По необычайному сближению двух двенадцатых годов, то есть 1612 и 1812, англичане первые вызывались в союзники русским. В первый двенадцатый год предки наши не приняли двадцати тысяч англичан, приплывших в Архангельск.

Тогда Россия теснее была в пределах своих и приморье Балтийское не было еще присоединено к ней. Наш двенадцатый год требовал сугубой обороны: и на суше и на волнах. 1812 года в июле месяце, когда в России бушевало нашествие, а Россия ополчалась против нашествия, англичане, призывая к такому же подвигу и другие области европейские, говорили и мечтали: "Англия и Швеция, соединенные твердым союзом, при сильном ополчении русских, могли бы ободрить унылых жителей немецкого края. Швеция подкрепит их войсками, Англия оружием, деньгами и огнестрельными запасами. Мы не могли помочь Пруссии 1806 года при Иенском сражении, но теперь Балтийское море открыто". 1812 года море не оглашалось громами военными. Но на реке Ае, по распоряжению Ессена, действовали шесть английских ботов под начальством капитана Стюарта и канонерские и бомбардирские лодки под начальством русского капитана 1-го ранга Развозова. Совокупными их действиями вытесняем был неприятель из занятых им местечек и уничтожались береговые его батареи.

Между тем голод, сумрачный предвестник гибели вооруженного человечества, распространял грозное свое владычество в рядах нашествия. Для отыскания продовольствия, устремлялись конные неприятельские отряды на дороги, ведущие к Северной столице. Носилась молва, будто бы Наполеон туда же был намерен устремить войска свои, но то была одна молва, чтобы огромить страхом места дальние. С главными силами своими завоеватель стоял еще у Витебска.

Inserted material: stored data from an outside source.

//! Census CLI - explore district census chart views from the command line.

use clap::Parser;

#[derive(Parser)]
#[command(
    name = "census-cli",
    version,
    about = "District census dashboard toolkit"
)]
struct Cli {
    #[command(subcommand)]
    command: census_cmd::Command,
}

fn main() -> anyhow::Result<()> {
    env_logger::init();
    let cli = Cli::parse();
    census_cmd::run(cli.command)
}
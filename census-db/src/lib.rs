//! In-memory SQLite store for the district census.
//!
//! The CLI loads the parsed dataset into this store once and answers
//! province-level questions (selector lists, aggregate summaries) with SQL.
//!
//! # Usage
//!
//! ```rust
//! use census_core::Dataset;
//! use census_db::Database;
//!
//! let dataset = Dataset::sample().unwrap();
//! let db = Database::new().unwrap();
//! db.load_districts(dataset.records()).unwrap();
//!
//! let provinces = db.query_provinces().unwrap();
//! assert_eq!(provinces[0].province, "Punjab");
//! ```

pub mod schema;
mod loader;
mod queries;
pub mod models;

use rusqlite::Connection;
use std::cell::RefCell;
use std::rc::Rc;

/// In-memory SQLite database holding district records.
///
/// Cheaply cloneable via `Rc`; clones share one connection.
#[derive(Clone)]
pub struct Database {
    conn: Rc<RefCell<Connection>>,
}

impl Database {
    /// Create a new in-memory database with the schema applied.
    pub fn new() -> anyhow::Result<Self> {
        let conn = Connection::open_in_memory()?;
        conn.execute_batch(schema::create_schema())?;
        Ok(Self {
            conn: Rc::new(RefCell::new(conn)),
        })
    }
}
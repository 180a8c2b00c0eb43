//! Derived metrics, rankings, and chart views over the census dataset.
//!
//! This crate turns the immutable `census_core::Dataset` into the filtered,
//! sorted subsets each dashboard chart needs. Nothing here mutates the base
//! records; every view is rebuilt from scratch on each interaction.

pub mod dashboard;
pub mod metrics;
pub mod views;

/// Top-N selection with deterministic tie-breaking.
pub mod ranking {
    /// Direction of a ranking.
    #[derive(Debug, Clone, Copy, PartialEq, Eq)]
    pub enum SortOrder {
        Descending,
        Ascending,
    }

    /// Number of rows each ranked chart shows unless configured otherwise.
    pub const DEFAULT_TOP_N: usize = 10;

    /// Sort items by a metric, dropping items whose metric is undefined.
    ///
    /// The sort is stable, so equal values keep their input order.
    pub fn rank_by<T, F>(items: &[T], key: F, order: SortOrder) -> Vec<&T>
    where
        F: Fn(&T) -> Option<f64>,
    {
        let mut keyed: Vec<(f64, &T)> = items
            .iter()
            .filter_map(|item| key(item).filter(|v| v.is_finite()).map(|v| (v, item)))
            .collect();
        keyed.sort_by(|a, b| match order {
            SortOrder::Descending => b.0.total_cmp(&a.0),
            SortOrder::Ascending => a.0.total_cmp(&b.0),
        });
        keyed.into_iter().map(|(_, item)| item).collect()
    }

    /// The first `n` items of [`rank_by`].
    pub fn top_n<T, F>(items: &[T], key: F, order: SortOrder, n: usize) -> Vec<&T>
    where
        F: Fn(&T) -> Option<f64>,
    {
        let mut ranked = rank_by(items, key, order);
        ranked.truncate(n);
        ranked
    }

    /// Highest and lowest `n` items of one metric.
    #[derive(Debug, Clone, PartialEq)]
    pub struct DualRanking<'a, T> {
        pub highest: Vec<&'a T>,
        pub lowest: Vec<&'a T>,
    }

    /// Rank the same items in both directions.
    ///
    /// When more than `2 * n` items are eligible the two lists never share an
    /// item, even under ties. With fewer eligible items they may overlap.
    pub fn dual_top_n<'a, T, F>(items: &'a [T], key: F, n: usize) -> DualRanking<'a, T>
    where
        F: Fn(&T) -> Option<f64>,
    {
        let highest = top_n(items, &key, SortOrder::Descending, n);
        let ascending = rank_by(items, &key, SortOrder::Ascending);
        let lowest = if ascending.len() > n.saturating_mul(2) {
            ascending
                .into_iter()
                .filter(|item| !highest.iter().any(|h| std::ptr::eq(*h, *item)))
                .take(n)
                .collect()
        } else {
            ascending.into_iter().take(n).collect()
        };
        DualRanking { highest, lowest }
    }

    #[cfg(test)]
    mod tests {
        use super::*;

        fn value(v: &(char, Option<f64>)) -> Option<f64> {
            v.1
        }

        fn names(ranked: &[&(char, Option<f64>)]) -> String {
            ranked.iter().map(|(c, _)| *c).collect()
        }

        #[test]
        fn test_rank_descending_stable() {
            let items = vec![
                ('a', Some(1.0)),
                ('b', Some(3.0)),
                ('c', None),
                ('d', Some(3.0)),
                ('e', Some(2.0)),
            ];
            let ranked = rank_by(&items, value, SortOrder::Descending);
            assert_eq!(names(&ranked), "bdea");
        }

        #[test]
        fn test_rank_ascending_stable() {
            let items = vec![('a', Some(2.0)), ('b', Some(1.0)), ('c', Some(1.0))];
            let ranked = rank_by(&items, value, SortOrder::Ascending);
            assert_eq!(names(&ranked), "bca");
        }

        #[test]
        fn test_non_finite_excluded() {
            let items = vec![('a', Some(f64::NAN)), ('b', Some(f64::INFINITY)), ('c', Some(0.0))];
            let ranked = rank_by(&items, value, SortOrder::Descending);
            assert_eq!(names(&ranked), "c");
        }

        #[test]
        fn test_top_n_is_prefix_of_full_sort() {
            let items: Vec<(char, Option<f64>)> = "abcdefghijklmnop"
                .chars()
                .enumerate()
                .map(|(i, c)| (c, if i % 5 == 0 { None } else { Some(((i * 7) % 11) as f64) }))
                .collect();
            let full = rank_by(&items, value, SortOrder::Descending);
            let top = top_n(&items, value, SortOrder::Descending, DEFAULT_TOP_N);
            assert_eq!(top.len(), DEFAULT_TOP_N.min(full.len()));
            assert_eq!(top[..], full[..top.len()]);
        }

        #[test]
        fn test_top_n_smaller_than_n() {
            let items = vec![('a', Some(1.0)), ('b', None)];
            assert_eq!(top_n(&items, value, SortOrder::Descending, 10).len(), 1);
        }

        #[test]
        fn test_dual_disjoint_when_many_ties() {
            let items: Vec<(char, Option<f64>)> =
                ('a'..='y').map(|c| (c, Some(1.0))).collect();
            let dual = dual_top_n(&items, value, 10);
            assert_eq!(dual.highest.len(), 10);
            assert_eq!(dual.lowest.len(), 10);
            assert!(dual
                .lowest
                .iter()
                .all(|l| !dual.highest.iter().any(|h| std::ptr::eq(*h, *l))));
            assert_eq!(names(&dual.highest), "abcdefghij");
            assert_eq!(names(&dual.lowest), "klmnopqrst");
        }

        #[test]
        fn test_dual_small_set_may_overlap() {
            let items = vec![('a', Some(1.2)), ('b', Some(0.9)), ('c', Some(1.0))];
            let dual = dual_top_n(&items, value, 10);
            assert_eq!(names(&dual.highest), "acb");
            assert_eq!(names(&dual.lowest), "bca");
        }

        #[test]
        fn test_dual_huge_n_keeps_everything() {
            let items = vec![('a', Some(1.0)), ('b', Some(2.0)), ('c', Some(3.0))];
            let dual = dual_top_n(&items, value, usize::MAX / 2 + 1);
            assert_eq!(names(&dual.highest), "cba");
            assert_eq!(names(&dual.lowest), "abc");
            let dual = dual_top_n(&items, value, usize::MAX);
            assert_eq!(dual.lowest.len(), 3);
        }
    }
}
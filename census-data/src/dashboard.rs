//! Dashboard session: page navigation, province selection, and rendering.
//!
//! A session starts on the welcome page. The single `explore` action moves
//! it to the dashboard, where it stays. Every render rebuilds all chart
//! views from the shared dataset.

use std::rc::Rc;

use census_core::Dataset;
use log::{info, warn};
use serde::Serialize;

use crate::metrics::{LiteracyPolicy, LiteracySource};
use crate::ranking::DEFAULT_TOP_N;
use crate::views::{ChartKey, ChartView, ViewSelector};

pub const WELCOME_TITLE: &str = "Pakistan Census 2023";
pub const WELCOME_DESCRIPTION: &str = "Explore population, literacy, gender, and educational \
institutions across Pakistan's districts, based on the 1998 and 2023 censuses.";
pub const DASHBOARD_TITLE: &str = "Pakistan Census - District Level Analysis";

/// Which page the session is showing.
#[derive(Debug, Clone, Copy, PartialEq, Eq, Default, Serialize)]
#[serde(rename_all = "snake_case")]
pub enum Page {
    #[default]
    Welcome,
    Dashboard,
}

impl Page {
    /// The "explore" transition. Welcome moves to Dashboard; Dashboard has
    /// no outgoing transition.
    pub fn explore(self) -> Page {
        match self {
            Page::Welcome => Page::Dashboard,
            Page::Dashboard => Page::Dashboard,
        }
    }

    pub fn is_terminal(self) -> bool {
        self == Page::Dashboard
    }
}

/// Options that shape every rendered view.
#[derive(Debug, Clone, PartialEq, Eq)]
pub struct DashboardConfig {
    /// Rows per ranked chart
    pub top_n: usize,
    pub literacy: LiteracyPolicy,
    /// Apply the province filter to every chart, not just growth
    pub regional_scope: bool,
}

impl Default for DashboardConfig {
    fn default() -> Self {
        Self {
            top_n: DEFAULT_TOP_N,
            literacy: LiteracyPolicy::default(),
            regional_scope: false,
        }
    }
}

/// Everything one interaction produces.
#[derive(Debug, Clone, PartialEq, Serialize)]
#[serde(tag = "page", rename_all = "snake_case")]
pub enum Frame {
    Welcome {
        title: &'static str,
        description: &'static str,
    },
    Dashboard {
        title: &'static str,
        provinces: Vec<String>,
        province: Option<String>,
        literacy_source: LiteracySource,
        charts: Vec<ChartView>,
    },
}

impl Frame {
    pub fn charts(&self) -> &[ChartView] {
        match self {
            Frame::Welcome { .. } => &[],
            Frame::Dashboard { charts, .. } => charts,
        }
    }

    pub fn chart(&self, key: ChartKey) -> Option<&ChartView> {
        self.charts().iter().find(|c| c.key == key)
    }
}

/// One user's dashboard session over a shared, immutable dataset.
#[derive(Debug, Clone)]
pub struct Dashboard {
    dataset: Rc<Dataset>,
    config: DashboardConfig,
    page: Page,
    selected: Option<String>,
}

impl Dashboard {
    pub fn new(dataset: Rc<Dataset>, config: DashboardConfig) -> Self {
        Self {
            dataset,
            config,
            page: Page::Welcome,
            selected: None,
        }
    }

    pub fn page(&self) -> Page {
        self.page
    }

    pub fn config(&self) -> &DashboardConfig {
        &self.config
    }

    pub fn explore(&mut self) {
        let next = self.page.explore();
        if next != self.page {
            info!("[census] dashboard: {:?} -> {:?}", self.page, next);
        }
        self.page = next;
    }

    /// Provinces offered by the selector, in first-appearance order.
    pub fn provinces(&self) -> Vec<&str> {
        self.dataset.provinces()
    }

    /// The explicit selection, or the first province when none was made.
    pub fn selected_province(&self) -> Option<&str> {
        self.selected
            .as_deref()
            .or_else(|| self.dataset.provinces().first().copied())
    }

    /// Select a province. Unknown names are accepted and render empty
    /// regional charts.
    pub fn select_province(&mut self, province: impl Into<String>) {
        let province = province.into();
        if !self.dataset.provinces().contains(&province.as_str()) {
            warn!(
                "[census] dashboard: province '{}' has no districts",
                province
            );
        }
        self.selected = Some(province);
    }

    /// Render every chart for the current state.
    pub fn render(&self) -> Frame {
        self.render_charts(&ChartKey::ALL)
    }

    /// Render only the requested charts for the current state.
    pub fn render_charts(&self, keys: &[ChartKey]) -> Frame {
        match self.page {
            Page::Welcome => Frame::Welcome {
                title: WELCOME_TITLE,
                description: WELCOME_DESCRIPTION,
            },
            Page::Dashboard => {
                let selector = ViewSelector::new(&self.dataset, &self.config);
                let province = self.selected_province();
                let charts = selector.build_many(keys, province);
                info!(
                    "[census] dashboard: rendered {} charts for {}",
                    charts.len(),
                    province.unwrap_or("no province")
                );
                Frame::Dashboard {
                    title: DASHBOARD_TITLE,
                    provinces: self.provinces().into_iter().map(String::from).collect(),
                    province: province.map(String::from),
                    literacy_source: selector.literacy_source(),
                    charts,
                }
            }
        }
    }
}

О битвах, происходивших в краю Литовском, где в числе разноплеменных войск, находился и корпус князя Шварценберга, генерал Тормасов от августа второго из селения Новоселок доносил государю пространным известием о сшибках и упорных сражениях. Несколько полных страниц об отдельных действиях отдельной армии как будто бы представляют объем целой отдельной войны. А в семь или шесть месяцев 1812 года сколько было в России таких войн отдельных, войн беспримерных в летописях военных! В войну 1799 года военные действия французов в один день гремели от истока Рейна до впадения его в море, но то было действием мимолетным. А сколько было таких исполинских дней 1812 года на пространствах, которые и быстрейшая мысль едва успевала обнимать? "Неприятель,-сказано в известиях генерала Тормасова,-защищался отчаянно и в укреплениях, и за каменной стеной монастырской, и на подъемном мосту в самом городе на реке Муховце". Завоеватель не мог жаловаться на слабость оружия полков разноплеменных. В пределах России они были его полками. Не они его оставили, его оставила счастливая его звезда.

Августа пятого накануне того дня, когда на берегах Днепра решалась судьба Смоленска, граф Витгенштейн выдерживал бой четырнадцать часов против маршала Удино, подкрепленного и усиленного новыми войсками. Неприятеля было втрое более русских, сила русских умножалась видом и голосом родной страны.

Гремел бой под Полоцком, гремел и на стогнах градских. Темнота ночи глубокой прекратила бой упорный и кровопролитный.